Purchases and sales of unlisted investments are recognised when
the contract for acquisition or sale becomes unconditional.
Receivables
Receivables do not carry any interest and are short term in
nature. They are initially stated at their nominal value and
reduced by appropriate allowances for estimated irrecoverable
amounts (if any).
Cash and cash equivalents
Cash and cash equivalents (which are presented as a single class
of asset on the Statement of Financial Position) comprise cash at
bank and in hand and deposits with an original maturity of three
months or less. The carrying value of these assets approximates
their fair value.
Payables
Payables are non-interest bearing.
Dividends
Interim dividends are recognised in the year in which they are
paid. Final dividends are recognised when they have been approved
by shareholders.
Adoption of New and Revised Standards
The International Accounting Standards Board has issued the
following standards, which are relevant to the Company's reporting
but which have not yet been applied and have an effective date
after the date of these financial statements:
IFRS 9 Financial Instruments
IFRS 9 "Financial Instruments", brings together the
classification and measurement, impairment and hedge accounting
phases of the International Accounting Standards Board's ("IASB")

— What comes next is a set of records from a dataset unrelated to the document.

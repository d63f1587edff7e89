pub(crate) mod clock;

pub(crate) use clock::Clock;

#[cfg(test)]
pub(crate) use clock::Mock;

/// The value stored in an entry's access marker when it has never been stamped,
/// and in a table's first-accessed field before the first lookup.
pub(crate) const UNSET_TICK: i64 = i64::MIN;

/// Masks off the reserved low bit of an access tick.
///
/// Entries keep their last-accessed tick packed with the low bit cleared, so
/// every comparison against a tick limit goes through this function.
#[inline]
pub(crate) fn pack_tick(tick: i64) -> i64 {
    tick & !1
}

project to replace IAS 39, and is effective for annual periods
beginning on or after 1 January 2018. The key elements of the
standard are as follows:
-- Classification and measurement - IFRS 9 applies one
classification approach for all types of financial assets. Two
criteria are used to determine how financial assets should be
classified and measured: (a) the entity's business model (i.e. how
an entity manages its financial assets in order to generate cash
flows by collecting contractual cash flows, selling financial
assets or both); and (b) the contractual cash flow characteristics
of the financial asset (i.e. whether the contractual cash flows are
solely payments of principal and interest).
-- Impairment - the incurred loss model under IAS 39 is replaced
with a new expected loss model. Impairment provisions are driven by
changes in credit risk of instruments, with a provision for
lifetime expected credit losses recognised where the risk of
default of an instrument has increased significantly since initial
recognition. Risk of default and expected credit losses must
incorporate forward-looking and macroeconomic information. Expected
credit loss models will require more data and assumptions with
impairment provisions potentially becoming more volatile.
-- Hedge accounting - the new requirements align hedge
accounting more closely with risk management. The revised standard
also establishes a more principles-based approach to hedge
accounting.
The Company is currently working on its ability to:
-- review the classification and measurement of financial
instruments under the requirements of IFRS 9;
-- develop and validate a set of IFRS 9 models for calculating
expected credit losses on the Company's loan portfolios; and
-- implement internal governance processes which are appropriate for IFRS 9.
The directors do not anticipate that the adoption of this
standard and interpretations will have a material impact on the
financial statements in the period of initial application.
IFRS 15 Revenue from Contracts with Customers
The directors do not anticipate that the adoption of this
standard and interpretations will have a material impact on the
financial statements in the period of initial application.
IFRS 16 Leases
The directors do not anticipate that the adoption of this
standard and interpretations will have a material impact on the
financial statements in the period of initial application.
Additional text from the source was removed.